J’estime que nous avons trois modes essentiels sur la cornemuse des landes. (En fait, il y en a au moins un autre... mais l’article est déjà long !) Ces modes sont essentiellement et naturellement reconnaissables par leur note de repos, note de repos qui nous permet de trouver quelle note utiliser au bourdon pour accompagner la mélodie que l’on souhaite jouer.

EN BREF ET EN RESUME
SOL note de repos => mode SOL ionien => RE bourdon

LA  note de repos => mode LA dorien => MI bourdon

DO note de repos => mode DO lydien => SOL/DO bourdon

Je tiens, afin de clore cet article, à repréciser que je n’ai fait ici, que proposer mes réflexions et que je les ai très très grandement simplifiées.

La méthode que j’ai proposée repose sur des principes musicaux profonds que j’ai omis volontairement de présenter. De plus, je tiens à dire que les techniques de bourdons sont très vastes... j’aurais pu  poser d’autres questions et proposer d’autres démarches, conduisant à la construction d’un accompagnement complet, réalisé par une ou plusieurs techniques de bourdon variable...

 

le champs d’investigation est immense et est fonction du rendu musical que l’on veut obtenir.
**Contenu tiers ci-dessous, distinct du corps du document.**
//! Expense entity - A single submitted expense record.
//!
//! Expenses are owned by the submitting user, scoped to an organization, and
//! optionally reference a category and store. The amount is an exact decimal;
//! a draft may not have an amount yet.

use sea_orm::entity::prelude::*;
use serde::{Deserialize, Serialize};

/// Expense database model
#[derive(Clone, Debug, PartialEq, DeriveEntityModel, Serialize, Deserialize)]
#[sea_orm(table_name = "expenses")]
pub struct Model {
    /// Unique identifier for the expense
    #[sea_orm(primary_key, auto_increment = false)]
    pub id: String,
    /// Short human-readable title (e.g., "Client dinner", "Flight to Berlin")
    pub title: String,
    /// Expense amount before tax; None while a draft is incomplete
    pub amount: Option<Decimal>,
    /// ISO 4217 currency code (e.g., "USD")
    pub currency: String,
    /// Calendar date the expense was incurred
    pub expense_date: Date,
    /// Current lifecycle status
    pub status: ExpenseStatus,
    /// User who submitted the expense
    pub user_id: String,
    /// Organization the expense belongs to
    pub organization_id: String,
    /// Category for reporting, None if uncategorized
    pub category_id: Option<String>,
    /// Store or vendor where the expense was incurred
    pub store_id: Option<String>,
    /// Reference to an uploaded receipt, None or blank if missing
    pub receipt_url: Option<String>,
    /// Tax portion of the expense; the total is amount + tax_amount
    pub tax_amount: Decimal,
    /// Tax rate applied, as a fraction
    pub tax_rate: Option<Decimal>,
    /// Creation timestamp
    pub created_at: DateTimeUtc,
}

/// Lifecycle status of an expense.
///
/// Created Draft, moved to Pending on submission, resolved to Approved or
/// Rejected by an approver, and optionally Reimbursed after approval.
#[derive(Copy, Clone, Debug, PartialEq, Eq, EnumIter, DeriveActiveEnum, Serialize, Deserialize)]
#[sea_orm(rs_type = "String", db_type = "String(StringLen::N(16))")]
pub enum ExpenseStatus {
    /// Created but not yet submitted for approval
    #[sea_orm(string_value = "DRAFT")]
    Draft,
    /// Submitted and awaiting an approval decision
    #[sea_orm(string_value = "PENDING")]
    Pending,
    /// Accepted by an approver
    #[sea_orm(string_value = "APPROVED")]
    Approved,
    /// Declined by an approver
    #[sea_orm(string_value = "REJECTED")]
    Rejected,
    /// Paid out to the submitting user
    #[sea_orm(string_value = "REIMBURSED")]
    Reimbursed,
}

/// Defines relationships between Expense and other entities
#[derive(Copy, Clone, Debug, EnumIter, DeriveRelation)]
pub enum Relation {
    /// Each expense belongs to one organization
    #[sea_orm(
        belongs_to = "super::organization::Entity",
        from = "Column::OrganizationId",
        to = "super::organization::Column::Id"
    )]
    Organization,
    /// Each expense is owned by the submitting user
    #[sea_orm(
        belongs_to = "super::user::Entity",
        from = "Column::UserId",
        to = "super::user::Column::Id"
    )]
    User,
    /// Optional reporting category
    #[sea_orm(
        belongs_to = "super::category::Entity",
        from = "Column::CategoryId",
        to = "super::category::Column::Id"
    )]
    Category,
    /// Optional store or vendor
    #[sea_orm(
        belongs_to = "super::store::Entity",
        from = "Column::StoreId",
        to = "super::store::Column::Id"
    )]
    Store,
}

impl Related<super::organization::Entity> for Entity {
    fn to() -> RelationDef {
        Relation::Organization.def()
    }
}

impl Related<super::user::Entity> for Entity {
    fn to() -> RelationDef {
        Relation::User.def()
    }
}

impl Related<super::category::Entity> for Entity {
    fn to() -> RelationDef {
        Relation::Category.def()
    }
}

impl Related<super::store::Entity> for Entity {
    fn to() -> RelationDef {
        Relation::Store.def()
    }
}

impl ActiveModelBehavior for ActiveModel {}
Plusieurs ouvrages ont étés écrits sur le sujet, mais ils ne sont pas directement adaptables à notre instrument...

je conseille, néanmoins, à tous ceux qui veulent en savoir plus, de consulter les méthodes de guitare et de heavy-métal qui comportent des explications sur les modes et sur les accords ou encore le cahier de l’APMEP traitant du sujet : « Mathématiques et Musique » ou même les ouvrages de Jacques Chailley qui traitent des modes et de l’harmonie.
En tout état de cause et si vous voulez avancer vers une maîtrise importante de la musique que vous jouez, je pense que rien ne peux remplacer un questionnement individuel et l’enseignement complet d’un professeur.

Olivier Bérard. 

N.B. Je remercie mes anciens élèves des Bohaires de Paris d’avoir pris le temps de relire mon article et de m’avoir communiqué leurs suggestions, commentaires et encouragements ;  face à cet article achevé et si vous le souhaitez, je vous invite, Bohaires de Gasconha, à réagir aussi.